Interesting idea to add a neutral density filter for slower shutter speed...Because there is no close foreground, I probably shot at f16 or possibly f11 to get into the lens' sweet spot (I typically shoot at either f16 or f11 for landscapes without a close foreground...f22 with a foreground). Though you can't tell by the apparently stop-action waves, the shutter speed was somewhere between half second and 2 seconds, definitely not fast, but still nowhere near slow enough to blur out the wave motion...note that the longer distance you are from a "moving target" the slower you have to go to actually blur the motion. Since I was more than 100 meters from the surf--maybe even 200 meters or more, even a slow shutter speed still stops motion. The opposite is true for sports-type photography, when you are close to the subject, you really need to speed up the shutter or you'll get motion blur.
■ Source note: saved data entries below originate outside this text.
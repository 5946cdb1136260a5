// SPDX-License-Identifier: BUSL-1.1
// Copyright (c) 2026 Alfred Jean LLC

//! The external agent collaborator: a fallible async callable with no
//! knowledge of stage semantics ("a pure wrapper around a
//! fallible async call").

use crate::error::AgentError;
use async_trait::async_trait;
use curate_core::TokenUsage;
use serde_json::Value as Json;

/// One successful agent response.
#[derive(Debug, Clone)]
pub struct AgentOutcome {
    pub text: String,
    pub usage: Option<TokenUsage>,
}

/// A callable external agent: `(input) -> {response_text?, usage?}`.
#[async_trait]
pub trait ExternalAgent: Send + Sync + 'static {
    async fn invoke(&self, input: Json) -> Result<AgentOutcome, AgentError>;
}

#[cfg(test)]
#[path = "agent_tests.rs"]
mod tests;
// SPDX-License-Identifier: BUSL-1.1
// Copyright (c) 2026 Alfred Jean LLC

//! The `Edition` document — the living newsletter assembled from reviewed links.

use chrono::{DateTime, Utc};
use serde::{Deserialize, Serialize};
use serde_json::Value as Json;

crate::define_id! {
    /// Unique identifier for an edition.
    pub struct EditionId;
}

#[derive(Debug, Clone, Copy, PartialEq, Eq, Serialize, Deserialize)]
#[serde(rename_all = "snake_case")]
pub enum EditionStatus {
    Created,
    Drafting,
    InReview,
    Published,
}

impl EditionStatus {
    pub fn is_terminal(self) -> bool {
        matches!(self, EditionStatus::Published)
    }
}

impl std::fmt::Display for EditionStatus {
    fn fmt(&self, f: &mut std::fmt::Formatter<'_>) -> std::fmt::Result {
        let s = match self {
            EditionStatus::Created => "created",
            EditionStatus::Drafting => "drafting",
            EditionStatus::InReview => "in_review",
            EditionStatus::Published => "published",
        };
        write!(f, "{s}")
    }
}

#[derive(Debug, Clone, Serialize, Deserialize)]
pub struct Edition {
    pub id: String,
    pub status: EditionStatus,
    #[serde(default)]
    pub content: serde_json::Map<String, Json>,
    #[serde(default)]
    pub link_ids: Vec<String>,
    #[serde(default, skip_serializing_if = "Option::is_none")]
    pub published_at: Option<DateTime<Utc>>,
    pub created_at: DateTime<Utc>,
    pub updated_at: DateTime<Utc>,
    #[serde(default, skip_serializing_if = "Option::is_none")]
    pub deleted_at: Option<DateTime<Utc>>,
}

impl Edition {
    pub fn new(id: impl Into<String>, now: DateTime<Utc>) -> Self {
        Self {
            id: id.into(),
            status: EditionStatus::Created,
            content: serde_json::Map::new(),
            link_ids: Vec::new(),
            published_at: None,
            created_at: now,
            updated_at: now,
            deleted_at: None,
        }
    }

    /// Attach a link id, enforcing data model invariant 4 (no duplicates).
    pub fn attach_link(&mut self, link_id: impl Into<String>) {
        let link_id = link_id.into();
        if !self.link_ids.contains(&link_id) {
            self.link_ids.push(link_id);
        }
    }
}

crate::impl_document!(
    Edition,
    container = "editions",
    partition_key = |e| e.id.as_str()
);

#[cfg(any(test, feature = "test-support"))]
impl Edition {
    pub fn builder(id: impl Into<String>) -> Self {
        Self::new(id, DateTime::UNIX_EPOCH)
    }
}

#[cfg(test)]
#[path = "edition_tests.rs"]
mod tests;
use super::*;
use curate_core::{AgentRun, AgentStage, LinkBuilder, LinkStatus};

#[test]
fn renders_row_with_no_run_history() {
    let link = LinkBuilder::new("l1").status(LinkStatus::Submitted).build();
    let html = render_link_row(&link, &[]);
    assert!(html.contains(r#"id="link-l1""#));
    assert!(html.contains("badge-submitted"));
    assert!(html.contains("text-muted"));
}

#[test]
fn renders_progress_from_latest_run() {
    let link = LinkBuilder::new("l1").status(LinkStatus::Fetching).build();
    let run = AgentRun::builder("run-1", "l1");
    let html = render_link_row(&link, std::slice::from_ref(&run));
    assert!(html.contains("stage-orchestrator"));
    assert!(html.contains("(1 run)"));
}

#[test]
fn escapes_url_and_title() {
    let mut link = LinkBuilder::new("l1").url("https://x/?a=1&b=2").build();
    link.title = Some("<script>".to_string());
    let html = render_link_row(&link, &[]);
    assert!(!html.contains("<script>"));
    assert!(html.contains("&amp;b=2"));
}

#[test]
fn truncates_long_urls() {
    let long_url = format!("https://example.com/{}", "a".repeat(60));
    let link = LinkBuilder::new("l1").url(long_url).build();
    let html = render_link_row(&link, &[]);
    assert!(html.contains("..."));
}

#[test]
fn latest_run_is_running_detects_in_flight_run() {
    let run = AgentRun::builder("run-1", "l1");
    assert!(latest_run_is_running(std::slice::from_ref(&run)));
    assert!(!latest_run_is_running(&[]));
}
That may not make sense at first--hell, something moving during the shutter timing is something moving during the shutter timing right? Actually, it has something to do with the amount of the frame that is covered by the motion during the shutter duration. At a distance, the waves only move a tiny fraction of the frame during a half second through 2 second exposure. If you still doubt, use the "sunny 16" math for 50 asa film and way darker than sunny conditions and you see that my memory of shutter speed is pretty close--plus I've shot a few bizzillion cliche sunsets before. the waves really are blurry, just not cotton candy blurry...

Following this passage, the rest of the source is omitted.